• TASK DIRECTIONS:
Of all the lines in these entries, count those that contain "file" and give only the total.

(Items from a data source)
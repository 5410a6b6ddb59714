//! TLS trust configuration for cluster connections.
//!
//! Two policies exist once TLS is enabled: verifying the server against the
//! system trust store, or accepting any server certificate (self-signed test
//! clusters) with an optional client keystore read from the environment.

use crate::connection::params::ConnectionParams;
use crate::error::ConnectionError;
use openssl::pkcs12::Pkcs12;
use openssl::pkey::PKey;
use openssl::ssl::{SslContext, SslContextBuilder, SslMethod, SslVerifyMode};
use openssl::x509::X509;
use std::env;
use std::fmt;
use std::path::PathBuf;
use tracing::{info, warn};

/// Environment variable naming the keystore location.
pub const KEYSTORE_ENV: &str = "CASSANDRA_SSL_KEYSTORE";
/// Environment variable naming the keystore format (`PKCS12` or `PEM`).
pub const KEYSTORE_TYPE_ENV: &str = "CASSANDRA_SSL_KEYSTORE_TYPE";
/// Environment variable holding the keystore password.
pub const KEYSTORE_PASSWORD_ENV: &str = "CASSANDRA_SSL_KEYSTORE_PASSWORD";

/// Keystore format used when none is configured.
pub const DEFAULT_KEYSTORE_TYPE: &str = "PKCS12";

/// Locator schemes recognized as already being resource locators.
const KNOWN_SCHEMES: [&str; 5] = ["file", "http", "https", "jar", "ftp"];

/// TLS policy selected from the connection parameters.
#[derive(Debug, Clone, Copy, PartialEq, Eq)]
pub enum TlsMode {
    /// Plain TCP
    Disabled,
    /// Verify the server certificate chain
    Verify,
    /// Accept any server certificate
    TrustAll,
}

impl TlsMode {
    /// Pick the policy for a parsed configuration.
    pub fn for_params(params: &ConnectionParams) -> Self {
        match (params.ssl_enabled(), params.verify_server_certificate()) {
            (false, _) => TlsMode::Disabled,
            (true, true) => TlsMode::Verify,
            (true, false) => TlsMode::TrustAll,
        }
    }
}

/// Client key material for the permissive policy.
#[derive(Clone, Default)]
pub struct KeyStoreConfig {
    /// Keystore location as a resource locator (`file:/path/to/store.p12`)
    pub location: Option<String>,
    /// Keystore format
    pub store_type: String,
    /// Keystore password (never logged)
    password: String,
}

impl KeyStoreConfig {
    /// Create a keystore configuration; bare paths are coerced to `file:` locators.
    pub fn new(location: Option<&str>, store_type: Option<&str>, password: Option<&str>) -> Self {
        Self {
            location: location
                .filter(|l| !l.is_empty())
                .map(normalize_locator),
            store_type: store_type
                .filter(|t| !t.is_empty())
                .unwrap_or(DEFAULT_KEYSTORE_TYPE)
                .to_string(),
            password: password.unwrap_or_default().to_string(),
        }
    }

    /// Read the keystore settings from the process environment.
    ///
    /// All three variables are optional.
    pub fn from_env() -> Self {
        let location = env::var(KEYSTORE_ENV).ok();
        let store_type = env::var(KEYSTORE_TYPE_ENV).ok();
        let password = env::var(KEYSTORE_PASSWORD_ENV).ok();
        Self::new(
            location.as_deref(),
            store_type.as_deref(),
            password.as_deref(),
        )
    }

    /// Filesystem path behind a `file:` locator.
    fn path(&self) -> Result<Option<PathBuf>, ConnectionError> {
        let Some(location) = &self.location else {
            return Ok(None);
        };
        let path = location.strip_prefix("file:").ok_or_else(|| {
            ConnectionError::Tls(format!("Unsupported keystore location: {}", location))
        })?;
        // file:///abs/path and file:/abs/path both name /abs/path
        let path = path.strip_prefix("//").unwrap_or(path);
        Ok(Some(PathBuf::from(path)))
    }
}

impl fmt::Debug for KeyStoreConfig {
    fn fmt(&self, f: &mut fmt::Formatter<'_>) -> fmt::Result {
        f.debug_struct("KeyStoreConfig")
            .field("location", &self.location)
            .field("store_type", &self.store_type)
            .field("password", &"<redacted>")
            .finish()
    }
}

/// Coerce a bare filesystem path to a `file:` locator.
pub fn normalize_locator(location: &str) -> String {
    let has_scheme = location
        .split_once(':')
        .is_some_and(|(scheme, _)| KNOWN_SCHEMES.contains(&scheme.to_ascii_lowercase().as_str()));
    if has_scheme {
        location.to_string()
    } else {
        format!("file:{}", location)
    }
}

/// Build the TLS context for a connection, if TLS is enabled.
///
/// Applied once per cluster handle, never per contact point.
pub fn build_ssl_context(
    params: &ConnectionParams,
    keystore: &KeyStoreConfig,
) -> Result<Option<SslContext>, ConnectionError> {
    let mode = TlsMode::for_params(params);
    info!(sslenabled = params.ssl_enabled(), ?mode, "selected TLS policy");

    match mode {
        TlsMode::Disabled => Ok(None),
        TlsMode::Verify => verifying_context().map(Some),
        TlsMode::TrustAll => trust_all_context(keystore).map(Some),
    }
}

/// Default certificate-verifying policy backed by the system trust store.
fn verifying_context() -> Result<SslContext, ConnectionError> {
    let mut builder = SslContext::builder(SslMethod::tls())?;
    builder.set_default_verify_paths()?;
    builder.set_verify(SslVerifyMode::PEER);
    Ok(builder.build())
}

/// Context that accepts any server certificate.
fn trust_all_context(keystore: &KeyStoreConfig) -> Result<SslContext, ConnectionError> {
    warn!("server certificate verification is disabled");

    let mut builder = SslContext::builder(SslMethod::tls())?;
    builder.set_verify(SslVerifyMode::NONE);

    if let Some(path) = keystore.path()? {
        let bytes = std::fs::read(&path).map_err(|e| {
            ConnectionError::Tls(format!(
                "Cannot read keystore {}: {}",
                path.display(),
                e
            ))
        })?;
        load_key_material(&mut builder, keystore, &bytes)?;
        info!(keystore = %path.display(), "loaded client key material");
    }

    Ok(builder.build())
}

fn load_key_material(
    builder: &mut SslContextBuilder,
    keystore: &KeyStoreConfig,
    bytes: &[u8],
) -> Result<(), ConnectionError> {
    match keystore.store_type.to_ascii_uppercase().as_str() {
        "PKCS12" | "P12" | "PFX" => {
            let parsed = Pkcs12::from_der(bytes)?.parse2(&keystore.password)?;
            if let Some(cert) = parsed.cert {
                builder.set_certificate(&cert)?;
            }
            if let Some(key) = parsed.pkey {
                builder.set_private_key(&key)?;
            }
            for ca in parsed.ca.into_iter().flatten() {
                builder.add_extra_chain_cert(ca)?;
            }
        }
        "PEM" => {
            let mut chain = X509::stack_from_pem(bytes)?.into_iter();
            let cert = chain.next().ok_or_else(|| {
                ConnectionError::Tls("PEM keystore contains no certificate".to_string())
            })?;
            let key = if keystore.password.is_empty() {
                PKey::private_key_from_pem(bytes)?
            } else {
                PKey::private_key_from_pem_passphrase(bytes, keystore.password.as_bytes())?
            };
            builder.set_certificate(&cert)?;
            builder.set_private_key(&key)?;
            for ca in chain {
                builder.add_extra_chain_cert(ca)?;
            }
        }
        other => {
            return Err(ConnectionError::Tls(format!(
                "Unsupported keystore type: {}",
                other
            )))
        }
    }
    Ok(())
}
impl ConnectionBuilder {
    /// Create a new ConnectionBuilder with default values.
    pub fn new() -> Self {
        Self::default()
    }

    /// Add a contact point, optionally suffixed with `:port`.
    pub fn host(mut self, host: &str) -> Self {
        self.hosts.push(host.to_string());
        self
    }

    /// Set the port shared by all contact points.
    pub fn port(mut self, port: u16) -> Self {
        self.port = Some(port);
        self
    }

    pub fn keyspace(mut self, keyspace: &str) -> Self {
        self.keyspace = Some(keyspace.to_string());
        self
    }

    pub fn table(mut self, table: &str) -> Self {
        self.table = Some(table.to_string());
        self
    }

    pub fn username(mut self, username: &str) -> Self {
        self.username = Some(username.to_string());
        self
    }

    pub fn password(mut self, password: &str) -> Self {
        self.password = Some(password.to_string());
        self
    }

    /// Enable or disable TLS.
    pub fn ssl_enabled(mut self, enabled: bool) -> Self {
        self.ssl_enabled = Some(enabled);
        self
    }

    /// Enable or disable server certificate verification (TLS only).
    pub fn verify_server_certificate(mut self, verify: bool) -> Self {
        self.verify_server_certificate = Some(verify);
        self
    }

    pub fn consistency_level(mut self, level: ConsistencyLevel) -> Self {
        self.consistency_level = Some(level);
        self
    }

    pub fn return_null_strings_from_intro_query(mut self, enabled: bool) -> Self {
        self.return_null_strings_from_intro_query = Some(enabled);
        self
    }

    /// Build the ConnectionParams with validation.
    pub fn build(self) -> Result<ConnectionParams, ConnectionError> {
        if self.hosts.is_empty() {
            return Err(ConnectionError::InvalidParameter {
                parameter: "host".to_string(),
                message: "At least one host is required".to_string(),
            });
        }

        let mut port = self.port;
        let mut host_names = Vec::with_capacity(self.hosts.len());
        for entry in &self.hosts {
            let (host, entry_port) = parse_host_port(entry)?;
            if host.is_empty() {
                return Err(ConnectionError::InvalidParameter {
                    parameter: "host".to_string(),
                    message: format!("Empty host name in '{}'", entry),
                });
            }
            // One port per cluster: the last one given wins
            if entry_port.is_some() {
                port = entry_port;
            }
            host_names.push(host);
        }

        if port == Some(0) {
            return Err(ConnectionError::InvalidParameter {
                parameter: "port".to_string(),
                message: "Port must be greater than 0".to_string(),
            });
        }

        let uri = {
            let mut uri = format!("{}{}/", URI_PREFIX, self.hosts.join(","));
            if let Some(keyspace) = &self.keyspace {
                uri.push_str(keyspace);
            }
            uri
        };

        Ok(ConnectionParams {
            hosts: self.hosts,
            host_names,
            port,
            keyspace: self.keyspace,
            table: self.table,
            username: self.username,
            password: self.password,
            ssl_enabled: self.ssl_enabled.unwrap_or(false),
            verify_server_certificate: self.verify_server_certificate.unwrap_or(true),
            consistency_level: self.consistency_level.unwrap_or_default(),
            return_null_strings_from_intro_query: self
                .return_null_strings_from_intro_query
                .unwrap_or(false),
            uri,
        })
    }
}

/// Parse the option block after `?`.
///
/// Pairs are separated by `&` or `;`, keys are lowercased, and a repeated key
/// keeps its last value. Tokens without `=` are ignored.
fn parse_options(query: &str) -> HashMap<String, String> {
    let mut options = HashMap::new();

    for pair in query.split(['&', ';']) {
        let Some((key, value)) = pair.split_once('=') else {
            continue;
        };
        let value = urlencoding::decode(value)
            .map(|v| v.into_owned())
            .unwrap_or_else(|_| value.to_string());
        options.insert(key.to_lowercase(), value);
    }

    options
}

/// Property bag first, then connection string options.
fn lookup_option<'a>(
    properties: Option<&'a Properties>,
    options: &'a HashMap<String, String>,
    name: &str,
) -> Option<&'a str> {
    properties
        .and_then(|props| {
            props
                .iter()
                .find(|(key, _)| key.eq_ignore_ascii_case(name))
                .map(|(_, value)| value.as_str())
        })
        .or_else(|| options.get(&name.to_lowercase()).map(String::as_str))
}

/// `"1"` or `"true"` in any case.
pub(crate) fn is_true(value: &str) -> bool {
    value == "1" || value.eq_ignore_ascii_case("true")
}

/// Parse host and optional port.
fn parse_host_port(entry: &str) -> Result<(String, Option<u16>), ConnectionError> {
    let entry = entry.trim();

    // IPv6 address format [host]:port
    if let Some(stripped) = entry.strip_prefix('[') {
        if let Some(close_bracket) = stripped.find(']') {
            let host = stripped[..close_bracket].to_string();
            let port = match stripped[close_bracket + 1..].strip_prefix(':') {
                Some(port) => Some(parse_port(port)?),
                None => None,
            };
            return Ok((host, port));
        }
    }

    match entry.split_once(':') {
        Some((host, port)) => Ok((host.trim().to_string(), Some(parse_port(port)?))),
        None => Ok((entry.to_string(), None)),
    }
}

fn parse_port(port: &str) -> Result<u16, ConnectionError> {
    port.trim()
        .parse()
        .map_err(|_| ConnectionError::InvalidParameter {
            parameter: "port".to_string(),
            message: format!("Invalid port: {}", port),
        })
}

• SOLUTION FOR THIS PROBLEM:
8